After the breakout session for lunch, our team go straight back to working on the deck and practicing the pitch. Czarina and I are running through the pitch anywhere we can, which includes any reasonably vacant hallway.

A final run in with the mentors

At 5pm, we have a scheduled pitch to the mentors. Marius and Billy are back, this time joined by the brilliant Jorge Sanchez Lopez. They’re a forthright and direct group who give us another hard time, but the feedback is another critical opportunity for us to improve. I’m not sure, but I remember hoping that they are this tough with us because they believe we can take it, rather than because they think we’re useless. As a result of this session with the mentors, we make several critical improvements to the pitch, including reframing our persona and completely changing our ‘ask’ to the VCs. Once again, the feedback massively improves our product.
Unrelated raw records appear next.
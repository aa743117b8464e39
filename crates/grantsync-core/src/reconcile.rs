//! Per-node convergence of explicit entries, plus the ancestor traversal
//! retrofit.
//!
//! A pass over one node runs four steps:
//!
//! 1. **clean**: delete every explicit entry except those of excluded users
//! 2. **grant**: add a `ReadList` allow for each granted principal
//! 3. **deny**: add a `Full` deny for every other known principal, or the
//!    traversal allow when the principal is granted somewhere below
//! 4. **propagate**: for every principal allowed in steps 2 and 3, walk to
//!    the root, replacing denies on each ancestor with a traversal allow
//!    until the principal is already allowed there
//!
//! Entry positions are never reused across mutations: every delete is
//! preceded by a fresh listing.

use grantsync_error::{Result, SyncError};
use grantsync_types::{AccessEntry, Effect, Node, NodeId, Principal, Rights};
use serde::{Deserialize, Serialize};
use tracing::{debug, info, warn};

use crate::gateway::AclGateway;
use crate::report::{MutationAction, MutationFailure, RunReport};
use crate::snapshot::GrantSnapshot;

/// Retry budget for a single entry mutation.
#[derive(Debug, Clone, Copy, PartialEq, Eq, Serialize, Deserialize)]
pub struct ReconcilePolicy {
    /// Additional attempts after the first failure.
    pub retries: u32,
}

impl Default for ReconcilePolicy {
    fn default() -> Self {
        Self { retries: 1 }
    }
}

/// Counters for one reconciled node.
#[derive(Debug, Clone, Copy, PartialEq, Eq, Default, Serialize, Deserialize)]
pub struct NodeStats {
    pub removed: usize,
    pub added: usize,
    pub retrofitted: usize,
}

/// Rights of the traversal allow written on `node`: `Discover` on the root,
/// `Traverse` everywhere else.
#[must_use]
pub fn traversal_rights(snapshot: &GrantSnapshot, node: NodeId) -> Rights {
    if snapshot.tree.is_root(node) {
        Rights::Discover
    } else {
        Rights::Traverse
    }
}

pub struct Reconciler<'a, G: AclGateway + ?Sized> {
    gateway: &'a mut G,
    snapshot: &'a GrantSnapshot,
    policy: ReconcilePolicy,
}
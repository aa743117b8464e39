//! The SQLite datastore and the in-memory source yield the same snapshot and
//! drive the reconciler to the same end state.

use std::path::Path;

use grantsync_core::sqlite_source::{SourceFilter, SqliteGrantSource};
use grantsync_core::{BatchDriver, GrantSnapshot, ReconcilePolicy};
use grantsync_harness::{MemoryGrantSource, SimulatedAclTree};
use grantsync_types::{NodeId, Principal};
use rusqlite::{Connection, params};

const SHARE_ROOT: &str = "/volume1/photo";

const NODES: [(i64, Option<i64>, &str); 6] = [
    (1, None, "/"),
    (2, Some(1), "/Scans"),
    (3, Some(2), "/Scans/Family"),
    (4, Some(2), "/Scans/@eaDir"),
    (5, Some(1), "/Trips"),
    (6, Some(5), "/Trips/2019"),
];

const GRANTS: [(i64, &str, i64); 6] = [
    (3, "bonzac", 1),
    (4, "bonzac", 1),
    (5, "famille", 2),
    (6, "valentin", 15),
    (6, "admin", 1),
    (2, "immich", 0),
];

fn sqlite_source(dir: &Path) -> SqliteGrantSource {
    let path = dir.join("grants.db");
    let conn = Connection::open(&path).expect("create datastore");
    conn.execute_batch(
        "
CREATE TABLE node (id INTEGER PRIMARY KEY, parent_id INTEGER REFERENCES node(id),
                   path TEXT NOT NULL UNIQUE);
CREATE TABLE principal (name TEXT PRIMARY KEY);
CREATE TABLE node_grant (node_id INTEGER NOT NULL REFERENCES node(id),
                         principal TEXT NOT NULL, level INTEGER NOT NULL,
                         PRIMARY KEY (node_id, principal));
",
    )
    .expect("create schema");
    for (id, parent, logical) in NODES {
        conn.execute(
            "INSERT INTO node (id, parent_id, path) VALUES (?1, ?2, ?3)",
            params![id, parent, logical],
        )
        .expect("insert node");
    }
    for name in ["bonzac", "famille", "valentin", "admin", "immich", "guest"] {
        conn.execute("INSERT INTO principal (name) VALUES (?1)", params![name])
            .expect("insert principal");
    }
    for (node, principal, level) in GRANTS {
        conn.execute(
            "INSERT INTO node_grant (node_id, principal, level) VALUES (?1, ?2, ?3)",
            params![node, principal, level],
        )
        .expect("insert grant");
    }
    drop(conn);
    SqliteGrantSource::open(&path, SourceFilter::default()).expect("open datastore")
}

fn memory_source() -> MemoryGrantSource {
    let mut source = MemoryGrantSource::new();
    for (id, parent, logical) in NODES {
        source.add_node(NodeId(id), parent.map(NodeId), logical);
    }
    for name in ["bonzac", "famille", "valentin", "admin", "immich", "guest"] {
        source.add_principal(name);
    }
    for (node, principal, level) in GRANTS {
        source.set_grant(NodeId(node), principal, level);
    }
    source
}

fn load<S: grantsync_core::GrantSource>(source: &S) -> GrantSnapshot {
    GrantSnapshot::load(source, Path::new(SHARE_ROOT), &["guest"]).expect("snapshot")
}

#[test]
fn test_snapshots_agree() {
    let dir = tempfile::tempdir().unwrap();
    let from_sqlite = load(&sqlite_source(dir.path()));
    let from_memory = load(&memory_source());

    assert_eq!(
        from_sqlite.ordered_granted_nodes(),
        from_memory.ordered_granted_nodes()
    );
    assert_eq!(from_sqlite.ordered_granted_nodes(), vec![NodeId(5), NodeId(3), NodeId(6)]);
    assert_eq!(from_sqlite.rejected, from_memory.rejected);
    assert_eq!(from_sqlite.rejected.len(), 1, "level code 2 is not a known level");

    let known = |snapshot: &GrantSnapshot| -> Vec<Principal> {
        snapshot.roster.known().cloned().collect()
    };
    assert_eq!(known(&from_sqlite), known(&from_memory));
    assert!(from_sqlite.roster.is_excluded(&Principal::from("guest")));
}

#[test]
fn test_reconcile_end_states_agree() {
    let dir = tempfile::tempdir().unwrap();
    let snapshots = [load(&sqlite_source(dir.path())), load(&memory_source())];

    let end_states: Vec<_> = snapshots
        .iter()
        .map(|snapshot| {
            let mut sim = SimulatedAclTree::new(snapshot.tree.clone());
            let report = BatchDriver::new(&mut sim, snapshot, ReconcilePolicy::default()).run_all();
            assert!(report.is_clean(), "{report:?}");
            assert_eq!(report.rejected_grants.len(), 1);
            sim.entry_set()
        })
        .collect();

    assert_eq!(end_states[0], end_states[1]);
    assert!(!end_states[0].contains_key(&NodeId(4)), "transient folders are never touched");
}
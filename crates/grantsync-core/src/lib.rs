//! Reconciliation and audit engine for database-stored access grants.
//!
//! This crate provides:
//! - **Collaborator seams**: [`GrantSource`], [`AclGateway`] and
//!   [`AccessProbe`], plus production adapters over SQLite, an ACL command
//!   line tool and `sudo`-style probing
//! - **Reconciliation**: [`Reconciler`] converges one node's explicit entries
//!   and retrofits traversal rights on its ancestors
//! - **Batch runs**: [`BatchDriver`] reconciles every granted node in
//!   parent-before-child order without aborting on per-node failures
//! - **Audit**: [`AuditEngine`] probes actual access and classifies every
//!   (node, principal) pair
//! - **Reports**: serde-serializable run and audit reports with text renderers

pub mod acl_tool;
pub mod audit;
pub mod batch;
pub mod config;
pub mod gateway;
pub mod probe;
pub mod reconcile;
pub mod render;
pub mod report;
pub mod snapshot;
pub mod source;
pub mod sqlite_source;

pub use acl_tool::ToolAclGateway;
pub use audit::{AccessDecision, AuditEngine, AuditReport, AuditView, classify};
pub use batch::BatchDriver;
pub use config::Config;
pub use gateway::AclGateway;
pub use probe::{AccessProbe, CommandAccessProbe};
pub use reconcile::{NodeStats, ReconcilePolicy, Reconciler};
pub use report::{NodeOutcome, RunMode, RunReport};
pub use snapshot::GrantSnapshot;
pub use source::{GrantRecord, GrantSource};
pub use sqlite_source::{SourceFilter, SqliteGrantSource};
At 7pm, after the team have reconvened into our corner, Jorge comes to find us and beats us up thoroughly over our market segmentation, puffing in dissatisfaction each time we put a foot wrong. As soon as Jorge leaves, Paul leaps animatedly into action. Throughout the week he’d been funny, philosophical, thoughtful and supportive. Now though, the finance demon in him won the battle to get out. Rushing to the board, as the rest of the team watched in amusement and surprise, he cleared himself a huge white space and spun to confront us.
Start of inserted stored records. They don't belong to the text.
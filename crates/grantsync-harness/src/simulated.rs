//! Simulated inheritance-evaluating ACL tree.
//!
//! Stands in for both the ACL tool and the access probe. Entries are stored
//! per node as explicit entries; listings append the inheritable entries of
//! every ancestor at their distance, so positions shift exactly like the real
//! tool's after a delete.
//!
//! Evaluation for a (principal, node, right): walk the listing by increasing
//! level; at the first level holding a matching entry, a deny wins over an
//! allow. Entering a node also requires entering every ancestor.

use std::cell::RefCell;
use std::collections::{BTreeMap, BTreeSet};

use grantsync_core::gateway::AclGateway;
use grantsync_core::probe::AccessProbe;
use grantsync_error::{Result, SyncError};
use grantsync_types::{
    AccessEntry, ActualAccess, Effect, Node, NodeId, Principal, Rights, Subject, TreeIndex,
};
use serde::Serialize;

/// An entry stored on a node, without position or level.
#[derive(Debug, Clone, PartialEq, Eq, Hash, Serialize)]
pub struct StoredEntry {
    pub subject: Subject,
    pub effect: Effect,
    pub rights: Rights,
}

impl StoredEntry {
    pub fn user(principal: impl Into<Principal>, effect: Effect, rights: Rights) -> Self {
        Self {
            subject: Subject::User(principal.into()),
            effect,
            rights,
        }
    }
}

#[derive(Debug, Clone, Copy, PartialEq, Eq)]
pub enum FaultOp {
    List,
    Add,
    Delete,
}

/// An injected failure. `remaining` counts down on each hit; `u32::MAX`
/// never runs out.
#[derive(Debug, Clone)]
struct Fault {
    op: FaultOp,
    node: NodeId,
    principal: Option<Principal>,
    remaining: u32,
    /// Apply the mutation, then report failure anyway.
    applies: bool,
}

/// Every gateway call, in order.
#[derive(Debug, Clone, PartialEq, Eq)]
pub enum GatewayCall {
    List(NodeId),
    Add {
        node: NodeId,
        principal: Principal,
        effect: Effect,
        rights: Rights,
    },
    Delete {
        node: NodeId,
        position: usize,
    },
}

#[derive(Debug, Clone)]
enum ProbeOverride {
    Access(ActualAccess),
    Fail,
}

#[derive(Debug, Default)]
pub struct SimulatedAclTree {
    tree: TreeIndex,
    explicit: BTreeMap<NodeId, Vec<StoredEntry>>,
    missing: BTreeSet<NodeId>,
    faults: RefCell<Vec<Fault>>,
    probe_overrides: BTreeMap<(NodeId, Principal), ProbeOverride>,
    calls: RefCell<Vec<GatewayCall>>,
}

impl SimulatedAclTree {
    #[must_use]
    pub fn new(tree: TreeIndex) -> Self {
        Self {
            tree,
            ..Self::default()
        }
    }

    #[must_use]
    pub fn tree(&self) -> &TreeIndex {
        &self.tree
    }

    /// Store an explicit entry without going through the gateway.
    pub fn seed(&mut self, node: NodeId, entry: StoredEntry) {
        self.explicit.entry(node).or_default().push(entry);
    }

    /// Make the node's physical location disappear.
    pub fn mark_missing(&mut self, node: NodeId) {
        self.missing.insert(node);
    }

    /// Fail the next `times` adds on `node` (for `principal` if given).
    pub fn fail_add(&mut self, node: NodeId, principal: Option<&Principal>, times: u32) {
        self.push_fault(FaultOp::Add, node, principal, times, false);
    }

    /// Apply the next `times` adds on `node`, then report failure anyway.
    pub fn fail_add_after_applying(&mut self, node: NodeId, principal: Option<&Principal>, times: u32) {
        self.push_fault(FaultOp::Add, node, principal, times, true);
    }

    pub fn fail_delete(&mut self, node: NodeId, times: u32) {
        self.push_fault(FaultOp::Delete, node, None, times, false);
    }

    pub fn fail_list(&mut self, node: NodeId, times: u32) {
        self.push_fault(FaultOp::List, node, None, times, false);
    }

    pub fn clear_faults(&mut self) {
        self.faults.get_mut().clear();
    }

    pub fn force_probe(&mut self, node: NodeId, principal: &Principal, access: ActualAccess) {
        self.probe_overrides
            .insert((node, principal.clone()), ProbeOverride::Access(access));
    }

    pub fn fail_probe(&mut self, node: NodeId, principal: &Principal) {
        self.probe_overrides
            .insert((node, principal.clone()), ProbeOverride::Fail);
    }

    fn push_fault(
        &mut self,
        op: FaultOp,
        node: NodeId,
        principal: Option<&Principal>,
        remaining: u32,
        applies: bool,
    ) {
        self.faults.get_mut().push(Fault {
            op,
            node,
            principal: principal.cloned(),
            remaining,
            applies,
        });
    }

    /// Consume a matching fault. Returns whether the mutation still applies.
    fn take_fault(&self, op: FaultOp, node: NodeId, principal: Option<&Principal>) -> Option<bool> {
        let mut faults = self.faults.borrow_mut();
        let fault = faults.iter_mut().find(|fault| {
            fault.op == op
                && fault.node == node
                && fault.remaining > 0
                && (fault.principal.is_none() || fault.principal.as_ref() == principal)
        })?;
        if fault.remaining != u32::MAX {
            fault.remaining -= 1;
        }
        Some(fault.applies)
    }

    fn injected(node: &Node, op: &str) -> SyncError {
        SyncError::acl_tool(&node.physical_path, format!("injected {op} failure"))
    }

    /// Explicit entries of `node`, in stored order.
    #[must_use]
    pub fn explicit_entries(&self, node: NodeId) -> &[StoredEntry] {
        self.explicit.get(&node).map(Vec::as_slice).unwrap_or_default()
    }

    /// Full listing as the tool would print it: explicit entries, then
    /// inherited ones by increasing level.
    #[must_use]
    pub fn listing(&self, node: NodeId) -> Vec<AccessEntry> {
        let own = self.explicit_entries(node).iter().map(|entry| (entry, 0));
        let ancestors = self.tree.ancestors(node);
        let inherited = ancestors.iter().zip(1_u32..).flat_map(|(ancestor, level)| {
            self.explicit_entries(*ancestor)
                .iter()
                .filter(|entry| entry.rights.inherits())
                .map(move |entry| (entry, level))
        });
        own.chain(inherited)
            .enumerate()
            .map(|(position, (entry, level))| AccessEntry {
                position,
                subject: entry.subject.clone(),
                effect: entry.effect,
                rights: entry.rights.clone(),
                level,
            })
            .collect()
    }

    /// Explicit entries of every node rendered as sorted strings, for
    /// order-insensitive state comparison.
    #[must_use]
    pub fn entry_set(&self) -> BTreeMap<NodeId, Vec<String>> {
        self.explicit
            .iter()
            .filter(|(_, entries)| !entries.is_empty())
            .map(|(node, entries)| {
                let mut rendered: Vec<String> = entries
                    .iter()
                    .map(|entry| format!("{}:{}:{}", entry.subject, entry.effect, entry.rights))
                    .collect();
                rendered.sort();
                (*node, rendered)
            })
            .collect()
    }

    #[must_use]
    pub fn calls(&self) -> Vec<GatewayCall> {
        self.calls.borrow().clone()
    }

    pub fn clear_calls(&mut self) {
        self.calls.get_mut().clear();
    }

    /// Number of add and delete calls made so far.
    #[must_use]
    pub fn mutation_count(&self) -> usize {
        self.calls
            .borrow()
            .iter()
            .filter(|call| !matches!(call, GatewayCall::List(_)))
            .count()
    }

    fn decides(&self, principal: &Principal, node: NodeId, covers: fn(&Rights) -> bool) -> bool {
        let listing = self.listing(node);
        let mut levels: Vec<u32> = listing.iter().map(|entry| entry.level).collect();
        levels.dedup();
        for level in levels {
            let matching: Vec<&AccessEntry> = listing
                .iter()
                .filter(|entry| entry.level == level && covers(&entry.rights))
                .filter(|entry| entry.applies_to(principal) || entry.subject == Subject::Everyone)
                .collect();
            if matching.iter().any(|entry| entry.effect == Effect::Deny) {
                return false;
            }
            if matching.iter().any(|entry| entry.effect == Effect::Allow) {
                return true;
            }
        }
        false
    }

    /// What `principal` can actually do on `node` under the stored entries.
    #[must_use]
    pub fn effective_access(&self, principal: &Principal, node: NodeId) -> ActualAccess {
        let reachable = self
            .tree
            .ancestors(node)
            .into_iter()
            .all(|ancestor| self.decides(principal, ancestor, Rights::covers_enter));
        if !reachable || !self.decides(principal, node, Rights::covers_enter) {
            return ActualAccess::Denied;
        }
        if self.decides(principal, node, Rights::covers_enumerate) {
            ActualAccess::Full
        } else {
            ActualAccess::TraversalOnly
        }
    }
}

impl AclGateway for SimulatedAclTree {
    fn node_exists(&self, node: &Node) -> bool {
        self.tree.node(node.id).is_some() && !self.missing.contains(&node.id)
    }

    fn list_entries(&self, node: &Node) -> Result<Vec<AccessEntry>> {
        self.calls.borrow_mut().push(GatewayCall::List(node.id));
        if self.take_fault(FaultOp::List, node.id, None).is_some() {
            return Err(Self::injected(node, "list"));
        }
        Ok(self.listing(node.id))
    }

    fn add_entry(
        &mut self,
        node: &Node,
        principal: &Principal,
        effect: Effect,
        rights: &Rights,
    ) -> Result<()> {
        self.calls.get_mut().push(GatewayCall::Add {
            node: node.id,
            principal: principal.clone(),
            effect,
            rights: rights.clone(),
        });
        let fault = self.take_fault(FaultOp::Add, node.id, Some(principal));
        if fault != Some(false) {
            self.seed(node.id, StoredEntry::user(principal.clone(), effect, rights.clone()));
        }
        match fault {
            Some(_) => Err(Self::injected(node, "add")),
            None => Ok(()),
        }
    }

    fn delete_entry(&mut self, node: &Node, position: usize) -> Result<()> {
        self.calls.get_mut().push(GatewayCall::Delete {
            node: node.id,
            position,
        });
        if self.take_fault(FaultOp::Delete, node.id, None).is_some() {
            return Err(Self::injected(node, "delete"));
        }
        let entries = self.explicit.entry(node.id).or_default();
        if position >= entries.len() {
            return Err(SyncError::acl_tool(
                &node.physical_path,
                format!("position {position} is not an explicit entry"),
            ));
        }
        entries.remove(position);
        Ok(())
    }
}

impl AccessProbe for SimulatedAclTree {
    fn probe(&self, principal: &Principal, node: &Node) -> Result<ActualAccess> {
        match self.probe_overrides.get(&(node.id, principal.clone())) {
            Some(ProbeOverride::Access(access)) => Ok(*access),
            Some(ProbeOverride::Fail) => Err(SyncError::Probe {
                principal: principal.to_string(),
                path: node.physical_path.clone(),
                detail: "injected probe failure".to_owned(),
            }),
            None => Ok(self.effective_access(principal, node.id)),
        }
    }
}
For the next hour, he drove us through the most dynamic and complete market segmentation we had been through; the one we had been missing at the beginning of the week. As he furiously attacked the whiteboard, the segmentation process made it clear who we were targeting — a primary market of people in long distance relationships, a follow-on of couples working long and anti-social hours.

Suddenly, the rest of the steps fell into place and we had our first clear run at the steps for the first time of the week. Market segmentation flowed into our beachhead, to our persona, to our business model and pricing framework and into our final pitch. With Jorge as the catalyst and Paul embracing his inner Chief Financial Officer, the energy was crackling around the team.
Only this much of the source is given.